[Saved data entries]
=====

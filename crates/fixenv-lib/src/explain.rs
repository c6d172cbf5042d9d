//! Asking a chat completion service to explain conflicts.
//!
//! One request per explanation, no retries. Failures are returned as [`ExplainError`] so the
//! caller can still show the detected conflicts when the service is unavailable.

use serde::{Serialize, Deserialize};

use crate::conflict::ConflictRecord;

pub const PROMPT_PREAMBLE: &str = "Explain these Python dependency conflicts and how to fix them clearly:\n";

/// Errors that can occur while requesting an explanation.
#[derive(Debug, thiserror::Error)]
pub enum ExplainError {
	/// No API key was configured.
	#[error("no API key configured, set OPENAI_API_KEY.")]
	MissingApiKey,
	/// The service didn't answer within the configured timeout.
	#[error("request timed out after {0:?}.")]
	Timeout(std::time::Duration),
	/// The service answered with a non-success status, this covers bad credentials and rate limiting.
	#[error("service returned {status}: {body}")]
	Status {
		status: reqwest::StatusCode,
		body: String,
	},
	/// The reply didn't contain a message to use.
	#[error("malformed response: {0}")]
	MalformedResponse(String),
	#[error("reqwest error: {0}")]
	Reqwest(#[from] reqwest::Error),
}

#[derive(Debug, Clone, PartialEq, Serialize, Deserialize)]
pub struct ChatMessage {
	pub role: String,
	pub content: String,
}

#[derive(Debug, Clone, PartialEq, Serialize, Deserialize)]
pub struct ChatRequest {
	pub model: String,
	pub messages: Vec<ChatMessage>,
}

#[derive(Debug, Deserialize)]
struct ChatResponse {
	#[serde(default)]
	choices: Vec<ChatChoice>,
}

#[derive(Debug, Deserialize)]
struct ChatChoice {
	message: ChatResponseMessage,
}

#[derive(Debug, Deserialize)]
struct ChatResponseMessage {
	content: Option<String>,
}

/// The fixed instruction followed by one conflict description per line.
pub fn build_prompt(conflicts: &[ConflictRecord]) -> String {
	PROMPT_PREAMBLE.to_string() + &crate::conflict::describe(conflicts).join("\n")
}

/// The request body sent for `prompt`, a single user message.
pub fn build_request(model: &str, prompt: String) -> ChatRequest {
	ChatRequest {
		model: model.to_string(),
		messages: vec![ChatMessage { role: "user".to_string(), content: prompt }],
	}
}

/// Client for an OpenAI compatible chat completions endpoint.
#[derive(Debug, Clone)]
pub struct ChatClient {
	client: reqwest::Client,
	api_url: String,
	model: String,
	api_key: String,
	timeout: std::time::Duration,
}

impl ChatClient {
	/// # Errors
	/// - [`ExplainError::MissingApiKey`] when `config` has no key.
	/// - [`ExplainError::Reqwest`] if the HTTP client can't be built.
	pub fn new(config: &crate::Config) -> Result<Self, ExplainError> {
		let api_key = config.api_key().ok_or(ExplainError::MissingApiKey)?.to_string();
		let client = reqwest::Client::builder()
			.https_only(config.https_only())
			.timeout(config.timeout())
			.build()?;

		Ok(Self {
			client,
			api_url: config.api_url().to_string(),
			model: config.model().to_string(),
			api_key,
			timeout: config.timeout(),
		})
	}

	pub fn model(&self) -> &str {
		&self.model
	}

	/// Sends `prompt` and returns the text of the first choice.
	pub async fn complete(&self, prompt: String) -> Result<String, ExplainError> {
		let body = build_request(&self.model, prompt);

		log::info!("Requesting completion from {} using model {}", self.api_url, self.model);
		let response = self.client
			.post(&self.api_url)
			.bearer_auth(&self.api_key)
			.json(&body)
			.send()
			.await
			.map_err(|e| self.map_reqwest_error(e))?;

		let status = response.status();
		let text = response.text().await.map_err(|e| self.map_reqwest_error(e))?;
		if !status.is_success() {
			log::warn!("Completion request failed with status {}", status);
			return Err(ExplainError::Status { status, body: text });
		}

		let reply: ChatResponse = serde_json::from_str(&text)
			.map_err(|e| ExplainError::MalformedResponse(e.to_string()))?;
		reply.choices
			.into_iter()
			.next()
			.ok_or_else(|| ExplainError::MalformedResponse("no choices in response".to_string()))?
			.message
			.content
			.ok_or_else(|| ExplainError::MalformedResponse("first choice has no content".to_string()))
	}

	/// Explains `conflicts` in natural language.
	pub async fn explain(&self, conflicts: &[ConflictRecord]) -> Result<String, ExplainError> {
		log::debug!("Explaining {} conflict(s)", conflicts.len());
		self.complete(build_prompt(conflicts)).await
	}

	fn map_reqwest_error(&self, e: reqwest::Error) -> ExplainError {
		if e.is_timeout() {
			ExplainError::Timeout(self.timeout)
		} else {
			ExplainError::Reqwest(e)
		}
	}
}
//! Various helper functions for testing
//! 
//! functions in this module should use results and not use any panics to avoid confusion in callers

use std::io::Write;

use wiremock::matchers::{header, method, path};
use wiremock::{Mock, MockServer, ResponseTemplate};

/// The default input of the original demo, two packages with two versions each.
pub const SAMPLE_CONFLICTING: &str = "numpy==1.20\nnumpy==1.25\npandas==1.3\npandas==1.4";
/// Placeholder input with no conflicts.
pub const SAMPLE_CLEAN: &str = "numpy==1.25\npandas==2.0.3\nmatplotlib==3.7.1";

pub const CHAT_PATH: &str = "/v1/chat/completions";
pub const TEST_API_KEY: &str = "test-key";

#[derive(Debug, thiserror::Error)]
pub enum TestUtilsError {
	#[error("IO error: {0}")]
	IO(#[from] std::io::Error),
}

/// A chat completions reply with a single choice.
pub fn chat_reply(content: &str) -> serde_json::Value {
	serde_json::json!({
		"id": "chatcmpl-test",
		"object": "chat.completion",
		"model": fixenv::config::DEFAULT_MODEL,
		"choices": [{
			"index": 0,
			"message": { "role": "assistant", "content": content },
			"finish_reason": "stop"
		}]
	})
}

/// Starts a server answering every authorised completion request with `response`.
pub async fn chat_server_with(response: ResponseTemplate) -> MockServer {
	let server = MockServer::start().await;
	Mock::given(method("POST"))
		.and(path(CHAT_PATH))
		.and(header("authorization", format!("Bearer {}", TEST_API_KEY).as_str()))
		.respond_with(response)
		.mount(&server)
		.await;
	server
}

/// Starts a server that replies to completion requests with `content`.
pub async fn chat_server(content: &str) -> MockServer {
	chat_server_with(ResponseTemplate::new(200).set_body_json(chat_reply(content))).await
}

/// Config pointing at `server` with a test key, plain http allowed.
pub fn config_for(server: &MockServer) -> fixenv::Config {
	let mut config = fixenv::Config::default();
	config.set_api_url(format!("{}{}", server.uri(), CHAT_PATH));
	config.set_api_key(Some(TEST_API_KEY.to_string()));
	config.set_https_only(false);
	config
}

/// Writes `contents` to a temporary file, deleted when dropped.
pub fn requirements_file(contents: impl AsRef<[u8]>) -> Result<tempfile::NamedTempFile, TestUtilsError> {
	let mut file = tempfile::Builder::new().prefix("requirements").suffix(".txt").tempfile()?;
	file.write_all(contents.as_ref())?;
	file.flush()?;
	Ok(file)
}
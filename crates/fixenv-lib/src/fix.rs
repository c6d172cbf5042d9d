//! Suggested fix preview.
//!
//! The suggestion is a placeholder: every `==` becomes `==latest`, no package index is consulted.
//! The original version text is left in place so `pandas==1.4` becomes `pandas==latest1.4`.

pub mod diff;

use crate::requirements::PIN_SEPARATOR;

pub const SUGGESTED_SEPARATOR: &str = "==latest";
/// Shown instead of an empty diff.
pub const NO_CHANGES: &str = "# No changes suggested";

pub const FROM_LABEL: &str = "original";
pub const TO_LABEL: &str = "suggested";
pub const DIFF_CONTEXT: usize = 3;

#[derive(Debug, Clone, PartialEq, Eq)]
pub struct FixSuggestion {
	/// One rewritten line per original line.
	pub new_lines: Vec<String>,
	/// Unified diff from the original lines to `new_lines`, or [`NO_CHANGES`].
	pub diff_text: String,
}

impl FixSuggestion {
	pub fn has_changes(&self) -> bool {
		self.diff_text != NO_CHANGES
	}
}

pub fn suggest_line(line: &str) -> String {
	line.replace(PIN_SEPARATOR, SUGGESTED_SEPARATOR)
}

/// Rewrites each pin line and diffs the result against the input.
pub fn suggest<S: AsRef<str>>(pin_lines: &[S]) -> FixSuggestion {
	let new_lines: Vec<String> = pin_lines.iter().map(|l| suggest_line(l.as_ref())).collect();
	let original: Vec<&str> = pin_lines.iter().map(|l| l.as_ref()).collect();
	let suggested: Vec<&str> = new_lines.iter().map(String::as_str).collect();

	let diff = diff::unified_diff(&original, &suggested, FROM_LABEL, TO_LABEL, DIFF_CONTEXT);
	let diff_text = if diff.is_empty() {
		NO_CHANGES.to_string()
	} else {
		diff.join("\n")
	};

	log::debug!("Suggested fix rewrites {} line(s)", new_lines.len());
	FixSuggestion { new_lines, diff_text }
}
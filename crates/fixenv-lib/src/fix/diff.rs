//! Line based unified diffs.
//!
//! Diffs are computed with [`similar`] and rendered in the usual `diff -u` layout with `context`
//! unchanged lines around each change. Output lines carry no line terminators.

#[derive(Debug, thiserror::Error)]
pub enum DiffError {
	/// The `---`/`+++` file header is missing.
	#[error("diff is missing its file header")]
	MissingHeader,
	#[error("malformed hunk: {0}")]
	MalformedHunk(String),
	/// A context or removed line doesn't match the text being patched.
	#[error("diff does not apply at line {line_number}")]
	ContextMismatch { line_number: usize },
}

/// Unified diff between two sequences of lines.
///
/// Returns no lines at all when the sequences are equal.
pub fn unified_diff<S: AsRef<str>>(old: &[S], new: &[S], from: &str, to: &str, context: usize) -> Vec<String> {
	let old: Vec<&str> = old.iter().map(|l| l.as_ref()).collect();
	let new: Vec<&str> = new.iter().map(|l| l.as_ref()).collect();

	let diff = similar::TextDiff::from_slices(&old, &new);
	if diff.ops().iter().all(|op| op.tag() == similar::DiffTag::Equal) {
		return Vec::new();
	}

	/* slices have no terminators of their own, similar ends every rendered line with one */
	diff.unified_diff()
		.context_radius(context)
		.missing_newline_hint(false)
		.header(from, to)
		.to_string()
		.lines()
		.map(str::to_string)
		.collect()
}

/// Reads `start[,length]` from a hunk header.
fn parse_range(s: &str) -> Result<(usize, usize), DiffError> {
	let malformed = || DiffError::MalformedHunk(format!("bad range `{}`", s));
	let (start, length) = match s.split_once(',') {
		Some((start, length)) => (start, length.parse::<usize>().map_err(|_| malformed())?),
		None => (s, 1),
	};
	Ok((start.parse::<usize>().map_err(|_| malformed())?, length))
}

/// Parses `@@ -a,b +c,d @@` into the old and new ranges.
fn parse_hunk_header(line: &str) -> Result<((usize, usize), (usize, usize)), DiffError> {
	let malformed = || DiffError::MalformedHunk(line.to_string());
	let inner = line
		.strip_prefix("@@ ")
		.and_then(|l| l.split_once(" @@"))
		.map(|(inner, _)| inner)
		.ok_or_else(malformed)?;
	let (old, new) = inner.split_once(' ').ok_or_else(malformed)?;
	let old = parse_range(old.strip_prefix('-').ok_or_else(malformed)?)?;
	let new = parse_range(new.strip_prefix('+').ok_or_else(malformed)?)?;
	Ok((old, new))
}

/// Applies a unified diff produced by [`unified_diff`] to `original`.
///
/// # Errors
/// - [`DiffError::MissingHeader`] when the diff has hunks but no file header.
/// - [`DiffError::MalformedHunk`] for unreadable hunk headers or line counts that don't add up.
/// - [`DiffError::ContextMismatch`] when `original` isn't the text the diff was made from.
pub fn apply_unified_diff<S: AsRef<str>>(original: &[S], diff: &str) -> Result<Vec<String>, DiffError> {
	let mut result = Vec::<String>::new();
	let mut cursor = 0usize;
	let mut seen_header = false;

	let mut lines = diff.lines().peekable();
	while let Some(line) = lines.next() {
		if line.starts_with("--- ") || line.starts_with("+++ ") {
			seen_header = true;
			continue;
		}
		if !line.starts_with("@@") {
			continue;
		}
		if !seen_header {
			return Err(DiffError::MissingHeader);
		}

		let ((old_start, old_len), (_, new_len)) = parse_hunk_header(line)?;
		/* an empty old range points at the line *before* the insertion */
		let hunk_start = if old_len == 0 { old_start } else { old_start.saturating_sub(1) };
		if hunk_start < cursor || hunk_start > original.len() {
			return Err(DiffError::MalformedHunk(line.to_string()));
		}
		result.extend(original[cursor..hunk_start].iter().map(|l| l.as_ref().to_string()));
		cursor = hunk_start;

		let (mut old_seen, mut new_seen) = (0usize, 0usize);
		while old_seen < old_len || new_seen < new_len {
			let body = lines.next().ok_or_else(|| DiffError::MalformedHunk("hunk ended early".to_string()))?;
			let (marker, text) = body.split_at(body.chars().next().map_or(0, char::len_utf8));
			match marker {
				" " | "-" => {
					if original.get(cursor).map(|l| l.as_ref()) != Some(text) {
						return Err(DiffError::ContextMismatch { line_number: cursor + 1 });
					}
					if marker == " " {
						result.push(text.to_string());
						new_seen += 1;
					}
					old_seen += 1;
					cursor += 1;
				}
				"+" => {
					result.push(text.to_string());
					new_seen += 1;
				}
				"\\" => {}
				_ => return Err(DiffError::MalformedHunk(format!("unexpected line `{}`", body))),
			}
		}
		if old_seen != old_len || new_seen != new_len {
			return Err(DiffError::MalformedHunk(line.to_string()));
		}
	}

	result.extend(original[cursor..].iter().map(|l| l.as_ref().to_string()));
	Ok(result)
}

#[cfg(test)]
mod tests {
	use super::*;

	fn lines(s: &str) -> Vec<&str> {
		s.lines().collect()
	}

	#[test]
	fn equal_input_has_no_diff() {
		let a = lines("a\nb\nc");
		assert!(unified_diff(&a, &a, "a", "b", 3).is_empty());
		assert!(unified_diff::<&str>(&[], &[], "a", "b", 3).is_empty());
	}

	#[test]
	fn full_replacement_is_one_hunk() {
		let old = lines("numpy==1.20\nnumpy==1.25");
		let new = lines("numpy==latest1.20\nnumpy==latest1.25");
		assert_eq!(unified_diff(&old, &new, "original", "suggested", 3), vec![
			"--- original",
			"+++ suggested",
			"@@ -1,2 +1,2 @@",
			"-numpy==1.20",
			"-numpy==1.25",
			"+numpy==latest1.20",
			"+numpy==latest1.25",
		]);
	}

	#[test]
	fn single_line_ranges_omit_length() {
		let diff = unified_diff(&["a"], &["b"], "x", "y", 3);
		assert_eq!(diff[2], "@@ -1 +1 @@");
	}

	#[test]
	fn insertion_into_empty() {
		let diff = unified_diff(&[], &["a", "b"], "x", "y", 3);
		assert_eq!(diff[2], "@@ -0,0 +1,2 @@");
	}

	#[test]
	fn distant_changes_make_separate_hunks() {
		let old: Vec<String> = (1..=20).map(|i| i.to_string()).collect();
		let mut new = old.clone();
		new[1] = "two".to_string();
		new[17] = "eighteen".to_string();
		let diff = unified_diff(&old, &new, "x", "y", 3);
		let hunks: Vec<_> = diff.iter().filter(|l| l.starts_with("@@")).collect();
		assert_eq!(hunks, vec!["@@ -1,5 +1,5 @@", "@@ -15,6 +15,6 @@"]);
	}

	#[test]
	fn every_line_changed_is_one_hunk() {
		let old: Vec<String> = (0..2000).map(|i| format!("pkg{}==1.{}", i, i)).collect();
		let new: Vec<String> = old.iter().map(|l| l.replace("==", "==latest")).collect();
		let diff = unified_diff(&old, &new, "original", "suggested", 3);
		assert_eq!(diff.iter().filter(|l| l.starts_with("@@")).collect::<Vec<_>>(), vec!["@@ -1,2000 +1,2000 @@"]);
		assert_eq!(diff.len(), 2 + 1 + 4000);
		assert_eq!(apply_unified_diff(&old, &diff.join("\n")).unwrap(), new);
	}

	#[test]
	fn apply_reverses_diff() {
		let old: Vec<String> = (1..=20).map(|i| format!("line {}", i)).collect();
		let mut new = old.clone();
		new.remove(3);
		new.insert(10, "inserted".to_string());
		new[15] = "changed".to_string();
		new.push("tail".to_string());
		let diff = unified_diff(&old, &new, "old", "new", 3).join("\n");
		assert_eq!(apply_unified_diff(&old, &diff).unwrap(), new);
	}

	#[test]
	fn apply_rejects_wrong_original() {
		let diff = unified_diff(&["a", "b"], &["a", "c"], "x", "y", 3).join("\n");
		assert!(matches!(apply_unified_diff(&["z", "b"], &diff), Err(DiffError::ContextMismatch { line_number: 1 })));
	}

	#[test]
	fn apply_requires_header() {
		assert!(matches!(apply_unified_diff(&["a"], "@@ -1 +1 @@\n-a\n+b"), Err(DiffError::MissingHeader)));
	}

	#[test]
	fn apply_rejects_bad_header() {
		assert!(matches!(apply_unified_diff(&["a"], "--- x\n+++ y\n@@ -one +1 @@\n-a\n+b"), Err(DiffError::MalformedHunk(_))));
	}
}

=====

## Assignment
Once you have counted every line above that contains the string "functions", give that number and nothing more.

## Your response
2